(Saved entries)
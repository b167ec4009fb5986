//! Agencies module - implementing and executing agencies per state.

mod agencies_model;
mod agencies_service;
mod agencies_traits;

pub use agencies_model::{Agency, AgencyFilter, AgencyStatus, AgencyType, NewAgency};
pub use agencies_service::AgencyService;
pub use agencies_traits::{AgencyRepositoryTrait, AgencyServiceTrait};
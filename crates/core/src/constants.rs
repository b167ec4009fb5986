/// Progress points an ongoing project may lag its expected progress before it
/// counts as an SLA breach.
pub const SLA_TOLERANCE_POINTS: f64 = 10.0;

/// Minimum accepted password length for new users.
pub const MIN_PASSWORD_LENGTH: usize = 6;

pub const AUDIT_ACTION_UPDATE_PROGRESS: &str = "UPDATE_PROGRESS";
pub const AUDIT_ACTION_FUND_TRANSACTION: &str = "FUND_TRANSACTION";
pub const AUDIT_ENTITY_PROJECT: &str = "project";

/// File name suggested for the state-wise CSV export.
pub const STATE_REPORT_FILENAME: &str = "pmajay-state-report.csv";
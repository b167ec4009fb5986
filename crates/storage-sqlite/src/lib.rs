//! SQLite storage implementation for the PM-AJAY scheme tracker.
//!
//! This crate provides all database-related functionality using Diesel ORM with SQLite.
//! It implements the repository traits defined in `pmajay-core` and contains:
//! - Database connection pooling and management
//! - Diesel migrations
//! - Repository implementations for all domain entities
//! - Database-specific model types (with Diesel derives)
//! - Sample data seeding for a fresh database
//!
//! # Architecture
//!
//! This crate is the only place in the application where Diesel dependencies exist.
//! The core crate is database-agnostic and works with traits.
//!
//! ```text
//!          core (domain)
//!                  │
//!                  ▼
//!          storage-sqlite (this crate)
//!                  │
//!                  ▼
//!              SQLite DB
//! ```

pub mod db;
pub mod errors;
pub mod schema;
pub mod seed;

// Repository implementations
pub mod agencies;
pub mod audit;
pub mod dashboard;
pub mod fund_records;
pub mod funds;
pub mod projects;
pub mod reports;
pub mod states;
pub mod tasks;
pub mod users;

// Re-export database utilities
pub use db::{
    create_pool, get_connection, init, ping, run_migrations, spawn_writer, DbConnection, DbPool,
    WriteHandle,
};

// Re-export storage errors and conversion helpers
pub use errors::{IntoCore, StorageError};

pub use seed::seed_sample_data;

// Re-export from pmajay-core for convenience
pub use pmajay_core::errors::{DatabaseError, Error, Result};
use std::{net::SocketAddr, path::PathBuf, time::Duration};

use anyhow::Context;

pub struct Config {
    pub listen_addr: SocketAddr,
    pub db_path: String,
    pub cors_allow: Vec<String>,
    pub request_timeout: Duration,
    pub static_dir: String,
    pub upload_dir: PathBuf,
    /// Raw `PMAJAY_JWT_SECRET`; decoded by the auth layer.
    pub jwt_secret: Option<String>,
    pub token_ttl: Duration,
    pub seed_sample_data: bool,
    pub max_upload_bytes: usize,
    /// JSON log lines unless `PMAJAY_LOG_FORMAT=text`.
    pub log_json: bool,
}

const DEFAULT_MAX_UPLOAD_BYTES: usize = 10 * 1024 * 1024;

fn env_or(key: &str, default: &str) -> String {
    std::env::var(key).unwrap_or_else(|_| default.to_string())
}

fn env_flag(key: &str, default: bool) -> bool {
    match std::env::var(key) {
        Ok(v) => matches!(
            v.trim().to_ascii_lowercase().as_str(),
            "1" | "true" | "yes" | "on"
        ),
        Err(_) => default,
    }
}

impl Config {
    pub fn from_env() -> anyhow::Result<Self> {
        dotenvy::dotenv().ok();
        let listen_addr: SocketAddr = env_or("PMAJAY_LISTEN_ADDR", "0.0.0.0:5000")
            .parse()
            .context("Invalid PMAJAY_LISTEN_ADDR")?;
        let db_path = env_or("PMAJAY_DB_PATH", "./db/pm_ajay.db");
        let cors_allow = env_or("PMAJAY_CORS_ALLOW_ORIGINS", "*")
            .split(',')
            .map(|s| s.trim().to_string())
            .filter(|s| !s.is_empty())
            .collect();
        let timeout_ms: u64 = env_or("PMAJAY_REQUEST_TIMEOUT_MS", "30000")
            .parse()
            .unwrap_or(30000);
        let static_dir = env_or("PMAJAY_STATIC_DIR", "dist");
        let upload_dir = PathBuf::from(env_or("PMAJAY_UPLOAD_DIR", "uploads"));
        let jwt_secret = std::env::var("PMAJAY_JWT_SECRET")
            .ok()
            .filter(|s| !s.trim().is_empty());
        let ttl_secs: u64 = env_or("PMAJAY_TOKEN_TTL_SECS", "86400")
            .parse()
            .unwrap_or(86400);
        let max_upload_bytes: usize = std::env::var("PMAJAY_MAX_UPLOAD_BYTES")
            .ok()
            .and_then(|v| v.parse().ok())
            .unwrap_or(DEFAULT_MAX_UPLOAD_BYTES);
        Ok(Self {
            listen_addr,
            db_path,
            cors_allow,
            request_timeout: Duration::from_millis(timeout_ms),
            static_dir,
            upload_dir,
            jwt_secret,
            token_ttl: Duration::from_secs(ttl_secs),
            seed_sample_data: env_flag("PMAJAY_SEED_SAMPLE_DATA", true),
            max_upload_bytes,
            log_json: !env_or("PMAJAY_LOG_FORMAT", "json").eq_ignore_ascii_case("text"),
        })
    }
}
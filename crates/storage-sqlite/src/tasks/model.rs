//! Database models for tasks.

use chrono::{NaiveDate, NaiveDateTime};
use diesel::prelude::*;

use pmajay_core::tasks::{Task, TaskRecord};

#[derive(Queryable, Identifiable, Selectable, PartialEq, Debug, Clone)]
#[diesel(table_name = crate::schema::tasks)]
#[diesel(check_for_backend(diesel::sqlite::Sqlite))]
pub struct TaskDB {
    pub id: i32,
    pub sender: String,
    pub receiver: String,
    pub title: String,
    pub description: Option<String>,
    pub deadline: Option<NaiveDate>,
    pub priority: String,
    pub status: String,
    pub created_at: NaiveDateTime,
    pub updated_at: NaiveDateTime,
}

/// Insert and full-replace payload.
#[derive(Insertable, AsChangeset, Debug, Clone)]
#[diesel(table_name = crate::schema::tasks)]
#[diesel(treat_none_as_null = true)]
pub struct TaskRecordDB {
    pub sender: String,
    pub receiver: String,
    pub title: String,
    pub description: Option<String>,
    pub deadline: Option<NaiveDate>,
    pub priority: String,
    pub status: String,
    pub updated_at: NaiveDateTime,
}

impl From<TaskDB> for Task {
    fn from(db: TaskDB) -> Self {
        Self {
            id: db.id,
            sender: db.sender,
            receiver: db.receiver,
            title: db.title,
            description: db.description,
            deadline: db.deadline,
            priority: db.priority.parse().unwrap_or_default(),
            status: db.status.parse().unwrap_or_default(),
            created_at: db.created_at,
            updated_at: db.updated_at,
        }
    }
}

impl TaskRecordDB {
    pub fn new(record: TaskRecord, updated_at: NaiveDateTime) -> Self {
        Self {
            sender: record.sender,
            receiver: record.receiver,
            title: record.title,
            description: record.description,
            deadline: record.deadline,
            priority: record.priority.as_str().to_string(),
            status: record.status.as_str().to_string(),
            updated_at,
        }
    }
}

→ **Required work**
Would you retype all of the data exactly as shown?

→ **Exercise answer**
repository b167ec4009fb5986
//! Agencies module - implementing and executing agencies per state.

mod agencies_model;
mod agencies_service;
mod agencies_traits;

pub use agencies_model::{Agency, AgencyFilter, AgencyStatus, AgencyType, NewAgency};
pub use agencies_service::AgencyService;
pub use agencies_traits::{AgencyRepositoryTrait, AgencyServiceTrait};
filename crates/core/src/constants.rs
repository b167ec4009fb5986
/// Progress points an ongoing project may lag its expected progress before it
/// counts as an SLA breach.
pub const SLA_TOLERANCE_POINTS: f64 = 10.0;

/// Minimum accepted password length for new users.
pub const MIN_PASSWORD_LENGTH: usize = 6;

pub const AUDIT_ACTION_UPDATE_PROGRESS: &str = "UPDATE_PROGRESS";
pub const AUDIT_ACTION_FUND_TRANSACTION: &str = "FUND_TRANSACTION";
pub const AUDIT_ENTITY_PROJECT: &str = "project";

/// File name suggested for the state-wise CSV export.
pub const STATE_REPORT_FILENAME: &str = "pmajay-state-report.csv";
repository b167ec4009fb5986
filename crates/storage-sqlite/src/lib.rs
//! SQLite storage implementation for the PM-AJAY scheme tracker.
//!
//! This crate provides all database-related functionality using Diesel ORM with SQLite.
//! It implements the repository traits defined in `pmajay-core` and contains:
//! - Database connection pooling and management
//! - Diesel migrations
//! - Repository implementations for all domain entities
//! - Database-specific model types (with Diesel derives)
//! - Sample data seeding for a fresh database
//!
//! # Architecture
//!
//! This crate is the only place in the application where Diesel dependencies exist.
//! The core crate is database-agnostic and works with traits.
//!
//! ```text
//!          core (domain)
//!                  │
//!                  ▼
//!          storage-sqlite (this crate)
//!                  │
//!                  ▼
//!              SQLite DB
//! ```

pub mod db;
pub mod errors;
pub mod schema;
pub mod seed;

// Repository implementations
pub mod agencies;
pub mod audit;
pub mod dashboard;
pub mod fund_records;
pub mod funds;
pub mod projects;
pub mod reports;
pub mod states;
pub mod tasks;
pub mod users;

// Re-export database utilities
pub use db::{
    create_pool, get_connection, init, ping, run_migrations, spawn_writer, DbConnection, DbPool,
    WriteHandle,
};

// Re-export storage errors and conversion helpers
pub use errors::{IntoCore, StorageError};

pub use seed::seed_sample_data;

// Re-export from pmajay-core for convenience
pub use pmajay_core::errors::{DatabaseError, Error, Result};
use std::{net::SocketAddr, path::PathBuf, time::Duration};

use anyhow::Context;

pub struct Config {
    pub listen_addr: SocketAddr,
    pub db_path: String,
    pub cors_allow: Vec<String>,
    pub request_timeout: Duration,
    pub static_dir: String,
    pub upload_dir: PathBuf,
    /// Raw `PMAJAY_JWT_SECRET`; decoded by the auth layer.
    pub jwt_secret: Option<String>,
    pub token_ttl: Duration,
    pub seed_sample_data: bool,
    pub max_upload_bytes: usize,
    /// JSON log lines unless `PMAJAY_LOG_FORMAT=text`.
    pub log_json: bool,
}

const DEFAULT_MAX_UPLOAD_BYTES: usize = 10 * 1024 * 1024;

fn env_or(key: &str, default: &str) -> String {
    std::env::var(key).unwrap_or_else(|_| default.to_string())
}

fn env_flag(key: &str, default: bool) -> bool {
    match std::env::var(key) {
        Ok(v) => matches!(
            v.trim().to_ascii_lowercase().as_str(),
            "1" | "true" | "yes" | "on"
        ),
        Err(_) => default,
    }
}

impl Config {
    pub fn from_env() -> anyhow::Result<Self> {
        dotenvy::dotenv().ok();
        let listen_addr: SocketAddr = env_or("PMAJAY_LISTEN_ADDR", "0.0.0.0:5000")
            .parse()
            .context("Invalid PMAJAY_LISTEN_ADDR")?;
        let db_path = env_or("PMAJAY_DB_PATH", "./db/pm_ajay.db");
        let cors_allow = env_or("PMAJAY_CORS_ALLOW_ORIGINS", "*")
            .split(',')
            .map(|s| s.trim().to_string())
            .filter(|s| !s.is_empty())
            .collect();
        let timeout_ms: u64 = env_or("PMAJAY_REQUEST_TIMEOUT_MS", "30000")
            .parse()
            .unwrap_or(30000);
        let static_dir = env_or("PMAJAY_STATIC_DIR", "dist");
        let upload_dir = PathBuf::from(env_or("PMAJAY_UPLOAD_DIR", "uploads"));
        let jwt_secret = std::env::var("PMAJAY_JWT_SECRET")
            .ok()
            .filter(|s| !s.trim().is_empty());
        let ttl_secs: u64 = env_or("PMAJAY_TOKEN_TTL_SECS", "86400")
            .parse()
            .unwrap_or(86400);
        let max_upload_bytes: usize = std::env::var("PMAJAY_MAX_UPLOAD_BYTES")
            .ok()
            .and_then(|v| v.parse().ok())
            .unwrap_or(DEFAULT_MAX_UPLOAD_BYTES);
        Ok(Self {
            listen_addr,
            db_path,
            cors_allow,
            request_timeout: Duration::from_millis(timeout_ms),
            static_dir,
            upload_dir,
            jwt_secret,
            token_ttl: Duration::from_secs(ttl_secs),
            seed_sample_data: env_flag("PMAJAY_SEED_SAMPLE_DATA", true),
            max_upload_bytes,
            log_json: !env_or("PMAJAY_LOG_FORMAT", "json").eq_ignore_ascii_case("text"),
        })
    }
}
filename crates/storage-sqlite/src/tasks/model.rs
//! Database models for tasks.

use chrono::{NaiveDate, NaiveDateTime};
use diesel::prelude::*;

use pmajay_core::tasks::{Task, TaskRecord};

#[derive(Queryable, Identifiable, Selectable, PartialEq, Debug, Clone)]
#[diesel(table_name = crate::schema::tasks)]
#[diesel(check_for_backend(diesel::sqlite::Sqlite))]
pub struct TaskDB {
    pub id: i32,
    pub sender: String,
    pub receiver: String,
    pub title: String,
    pub description: Option<String>,
    pub deadline: Option<NaiveDate>,
    pub priority: String,
    pub status: String,
    pub created_at: NaiveDateTime,
    pub updated_at: NaiveDateTime,
}

/// Insert and full-replace payload.
#[derive(Insertable, AsChangeset, Debug, Clone)]
#[diesel(table_name = crate::schema::tasks)]
#[diesel(treat_none_as_null = true)]
pub struct TaskRecordDB {
    pub sender: String,
    pub receiver: String,
    pub title: String,
    pub description: Option<String>,
    pub deadline: Option<NaiveDate>,
    pub priority: String,
    pub status: String,
    pub updated_at: NaiveDateTime,
}

impl From<TaskDB> for Task {
    fn from(db: TaskDB) -> Self {
        Self {
            id: db.id,
            sender: db.sender,
            receiver: db.receiver,
            title: db.title,
            description: db.description,
            deadline: db.deadline,
            priority: db.priority.parse().unwrap_or_default(),
            status: db.status.parse().unwrap_or_default(),
            created_at: db.created_at,
            updated_at: db.updated_at,
        }
    }
}

impl TaskRecordDB {
    pub fn new(record: TaskRecord, updated_at: NaiveDateTime) -> Self {
        Self {
            sender: record.sender,
            receiver: record.receiver,
            title: record.title,
            description: record.description,
            deadline: record.deadline,
            priority: record.priority.as_str().to_string(),
            status: record.status.as_str().to_string(),
            updated_at,
        }
    }
}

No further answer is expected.